• **Problem statement**
Where does the word "CommitInfo" appear in the data? Copy every line that holds it.

[Dataset content — start]

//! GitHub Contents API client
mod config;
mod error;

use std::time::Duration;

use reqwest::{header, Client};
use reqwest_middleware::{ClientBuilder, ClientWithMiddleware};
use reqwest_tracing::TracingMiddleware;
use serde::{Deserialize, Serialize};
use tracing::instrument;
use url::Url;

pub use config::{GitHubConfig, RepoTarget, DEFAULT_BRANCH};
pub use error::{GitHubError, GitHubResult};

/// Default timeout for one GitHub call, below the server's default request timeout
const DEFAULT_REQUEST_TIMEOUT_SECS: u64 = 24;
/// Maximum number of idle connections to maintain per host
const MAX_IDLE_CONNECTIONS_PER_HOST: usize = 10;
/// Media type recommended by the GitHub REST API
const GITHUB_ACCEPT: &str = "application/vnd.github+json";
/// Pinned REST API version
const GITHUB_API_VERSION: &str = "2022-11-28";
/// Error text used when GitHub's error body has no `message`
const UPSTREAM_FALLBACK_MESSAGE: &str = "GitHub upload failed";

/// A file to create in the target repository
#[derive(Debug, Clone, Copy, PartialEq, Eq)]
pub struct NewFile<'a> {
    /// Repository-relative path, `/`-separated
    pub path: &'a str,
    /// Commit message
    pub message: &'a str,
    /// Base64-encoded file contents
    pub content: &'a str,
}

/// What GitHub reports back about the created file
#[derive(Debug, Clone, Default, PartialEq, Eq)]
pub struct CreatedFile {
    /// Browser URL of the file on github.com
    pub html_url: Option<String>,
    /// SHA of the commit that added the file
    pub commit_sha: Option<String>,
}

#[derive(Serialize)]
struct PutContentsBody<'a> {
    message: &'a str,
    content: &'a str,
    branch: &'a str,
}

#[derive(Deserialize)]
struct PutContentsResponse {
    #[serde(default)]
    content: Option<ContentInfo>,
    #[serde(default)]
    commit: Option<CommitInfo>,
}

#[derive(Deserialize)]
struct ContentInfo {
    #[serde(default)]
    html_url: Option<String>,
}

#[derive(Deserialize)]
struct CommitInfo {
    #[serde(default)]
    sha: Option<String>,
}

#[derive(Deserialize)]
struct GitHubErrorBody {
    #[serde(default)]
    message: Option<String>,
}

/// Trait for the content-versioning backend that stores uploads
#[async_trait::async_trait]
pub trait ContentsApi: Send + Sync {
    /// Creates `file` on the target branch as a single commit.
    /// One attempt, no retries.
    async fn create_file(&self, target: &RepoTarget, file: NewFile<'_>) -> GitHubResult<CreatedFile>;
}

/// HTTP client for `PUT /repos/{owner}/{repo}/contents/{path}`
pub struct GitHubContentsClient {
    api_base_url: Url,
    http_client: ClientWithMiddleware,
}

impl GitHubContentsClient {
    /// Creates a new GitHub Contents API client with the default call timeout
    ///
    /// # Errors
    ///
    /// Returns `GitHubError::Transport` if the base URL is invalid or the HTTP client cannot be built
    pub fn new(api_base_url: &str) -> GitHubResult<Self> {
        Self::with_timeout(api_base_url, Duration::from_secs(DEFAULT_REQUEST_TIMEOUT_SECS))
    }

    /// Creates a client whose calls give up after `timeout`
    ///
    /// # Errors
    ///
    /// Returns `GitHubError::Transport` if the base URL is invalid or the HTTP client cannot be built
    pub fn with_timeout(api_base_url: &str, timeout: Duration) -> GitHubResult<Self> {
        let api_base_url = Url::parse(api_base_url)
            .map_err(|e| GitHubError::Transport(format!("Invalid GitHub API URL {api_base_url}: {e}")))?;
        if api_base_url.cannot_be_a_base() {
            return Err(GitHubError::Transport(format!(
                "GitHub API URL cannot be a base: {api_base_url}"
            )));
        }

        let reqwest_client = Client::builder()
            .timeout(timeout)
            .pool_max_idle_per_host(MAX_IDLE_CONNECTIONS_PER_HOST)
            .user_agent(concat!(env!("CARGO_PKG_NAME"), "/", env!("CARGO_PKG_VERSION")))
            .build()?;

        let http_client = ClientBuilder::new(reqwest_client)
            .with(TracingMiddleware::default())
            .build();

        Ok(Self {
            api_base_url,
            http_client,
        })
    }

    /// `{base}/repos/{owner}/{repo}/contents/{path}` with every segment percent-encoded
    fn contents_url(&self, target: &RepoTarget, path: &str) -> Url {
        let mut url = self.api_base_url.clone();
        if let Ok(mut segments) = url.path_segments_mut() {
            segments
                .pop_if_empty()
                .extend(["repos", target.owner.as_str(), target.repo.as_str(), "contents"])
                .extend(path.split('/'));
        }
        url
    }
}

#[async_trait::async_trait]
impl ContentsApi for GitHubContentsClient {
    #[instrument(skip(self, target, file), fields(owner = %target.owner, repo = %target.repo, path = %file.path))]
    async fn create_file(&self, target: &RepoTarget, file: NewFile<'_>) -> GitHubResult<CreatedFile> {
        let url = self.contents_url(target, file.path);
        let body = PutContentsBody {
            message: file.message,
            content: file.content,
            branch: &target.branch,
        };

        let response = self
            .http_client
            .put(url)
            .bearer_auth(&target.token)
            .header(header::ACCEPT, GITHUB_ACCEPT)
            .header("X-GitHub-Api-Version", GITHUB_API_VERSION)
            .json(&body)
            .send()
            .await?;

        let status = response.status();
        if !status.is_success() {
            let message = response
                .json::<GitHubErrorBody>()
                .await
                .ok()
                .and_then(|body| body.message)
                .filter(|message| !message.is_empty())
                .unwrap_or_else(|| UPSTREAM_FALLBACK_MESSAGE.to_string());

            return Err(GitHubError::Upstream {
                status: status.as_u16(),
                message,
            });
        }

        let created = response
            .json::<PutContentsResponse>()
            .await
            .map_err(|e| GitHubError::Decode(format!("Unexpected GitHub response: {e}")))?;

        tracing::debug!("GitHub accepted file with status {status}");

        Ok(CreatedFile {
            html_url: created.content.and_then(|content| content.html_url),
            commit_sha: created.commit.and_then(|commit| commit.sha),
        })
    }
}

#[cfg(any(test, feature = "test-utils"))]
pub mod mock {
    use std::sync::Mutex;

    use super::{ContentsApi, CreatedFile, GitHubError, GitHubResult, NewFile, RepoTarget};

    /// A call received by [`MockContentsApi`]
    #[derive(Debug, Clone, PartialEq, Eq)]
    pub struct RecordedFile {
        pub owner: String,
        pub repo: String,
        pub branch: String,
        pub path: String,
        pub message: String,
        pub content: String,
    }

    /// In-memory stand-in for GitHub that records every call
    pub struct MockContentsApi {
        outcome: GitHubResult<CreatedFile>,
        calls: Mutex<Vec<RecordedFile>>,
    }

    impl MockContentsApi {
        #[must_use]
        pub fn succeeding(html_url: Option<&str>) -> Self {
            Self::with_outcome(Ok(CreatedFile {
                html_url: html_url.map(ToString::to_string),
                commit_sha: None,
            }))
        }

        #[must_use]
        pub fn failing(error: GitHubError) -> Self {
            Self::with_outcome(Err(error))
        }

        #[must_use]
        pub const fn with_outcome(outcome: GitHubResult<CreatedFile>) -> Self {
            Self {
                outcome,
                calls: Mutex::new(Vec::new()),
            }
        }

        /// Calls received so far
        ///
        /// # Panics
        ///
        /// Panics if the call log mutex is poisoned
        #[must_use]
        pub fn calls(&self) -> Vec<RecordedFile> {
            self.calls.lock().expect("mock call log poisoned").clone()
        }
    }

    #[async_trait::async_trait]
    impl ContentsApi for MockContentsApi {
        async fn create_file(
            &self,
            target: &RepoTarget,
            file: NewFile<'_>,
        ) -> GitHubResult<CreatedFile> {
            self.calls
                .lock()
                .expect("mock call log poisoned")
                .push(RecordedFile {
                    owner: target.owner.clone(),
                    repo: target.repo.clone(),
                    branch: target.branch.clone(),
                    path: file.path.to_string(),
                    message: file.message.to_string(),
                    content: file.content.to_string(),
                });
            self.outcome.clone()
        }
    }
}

[Dataset content — finish]
[Dataset content — start]

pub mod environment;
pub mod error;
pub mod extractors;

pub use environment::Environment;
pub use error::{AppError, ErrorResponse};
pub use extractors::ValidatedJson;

[Dataset content — finish]
[Dataset content — start]

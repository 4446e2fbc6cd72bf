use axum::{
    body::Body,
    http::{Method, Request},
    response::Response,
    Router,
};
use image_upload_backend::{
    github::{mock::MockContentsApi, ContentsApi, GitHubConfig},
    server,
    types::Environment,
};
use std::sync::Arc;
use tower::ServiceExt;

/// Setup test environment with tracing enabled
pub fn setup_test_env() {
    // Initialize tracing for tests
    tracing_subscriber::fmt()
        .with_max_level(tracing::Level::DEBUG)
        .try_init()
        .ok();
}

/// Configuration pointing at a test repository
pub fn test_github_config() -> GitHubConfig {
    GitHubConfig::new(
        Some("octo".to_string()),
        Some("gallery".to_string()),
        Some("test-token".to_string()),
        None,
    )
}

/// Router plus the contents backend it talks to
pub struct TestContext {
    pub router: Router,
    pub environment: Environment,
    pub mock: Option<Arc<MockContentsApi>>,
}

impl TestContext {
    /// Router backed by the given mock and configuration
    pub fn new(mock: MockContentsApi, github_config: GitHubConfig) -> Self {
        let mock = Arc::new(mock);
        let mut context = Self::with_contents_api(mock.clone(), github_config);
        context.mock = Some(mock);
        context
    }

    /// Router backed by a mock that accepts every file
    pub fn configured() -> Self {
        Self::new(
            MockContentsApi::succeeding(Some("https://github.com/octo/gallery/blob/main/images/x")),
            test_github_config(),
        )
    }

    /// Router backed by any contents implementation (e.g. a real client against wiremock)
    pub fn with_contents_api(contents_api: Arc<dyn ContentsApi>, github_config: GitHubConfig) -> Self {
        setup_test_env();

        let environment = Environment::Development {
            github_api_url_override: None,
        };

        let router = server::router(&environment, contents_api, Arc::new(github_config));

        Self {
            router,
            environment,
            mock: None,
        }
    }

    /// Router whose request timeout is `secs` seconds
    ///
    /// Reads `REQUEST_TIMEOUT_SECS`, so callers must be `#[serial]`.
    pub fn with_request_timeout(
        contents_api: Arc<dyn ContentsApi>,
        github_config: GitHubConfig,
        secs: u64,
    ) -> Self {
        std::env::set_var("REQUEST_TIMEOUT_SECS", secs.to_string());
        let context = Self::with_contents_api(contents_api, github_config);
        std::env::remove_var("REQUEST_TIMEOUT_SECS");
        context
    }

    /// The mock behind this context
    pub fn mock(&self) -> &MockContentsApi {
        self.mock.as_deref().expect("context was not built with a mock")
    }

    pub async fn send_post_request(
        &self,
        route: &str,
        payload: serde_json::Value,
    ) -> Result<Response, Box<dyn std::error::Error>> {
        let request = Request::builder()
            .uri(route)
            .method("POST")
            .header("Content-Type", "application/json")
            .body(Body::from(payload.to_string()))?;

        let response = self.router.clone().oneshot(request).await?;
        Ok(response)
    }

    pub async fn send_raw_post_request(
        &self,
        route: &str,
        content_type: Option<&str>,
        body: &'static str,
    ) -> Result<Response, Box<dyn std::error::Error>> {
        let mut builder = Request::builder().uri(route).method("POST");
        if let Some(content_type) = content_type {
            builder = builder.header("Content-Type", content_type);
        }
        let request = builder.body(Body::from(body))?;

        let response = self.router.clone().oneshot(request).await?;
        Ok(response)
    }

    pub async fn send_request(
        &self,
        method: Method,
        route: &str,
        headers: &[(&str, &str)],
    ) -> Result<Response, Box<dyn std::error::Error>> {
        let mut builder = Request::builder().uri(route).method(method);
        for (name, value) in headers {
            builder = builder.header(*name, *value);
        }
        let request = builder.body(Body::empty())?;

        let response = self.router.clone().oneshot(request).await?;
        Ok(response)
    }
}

[Dataset content — finish]

• **Task answer**
    commit: Option<CommitInfo>,
struct CommitInfo {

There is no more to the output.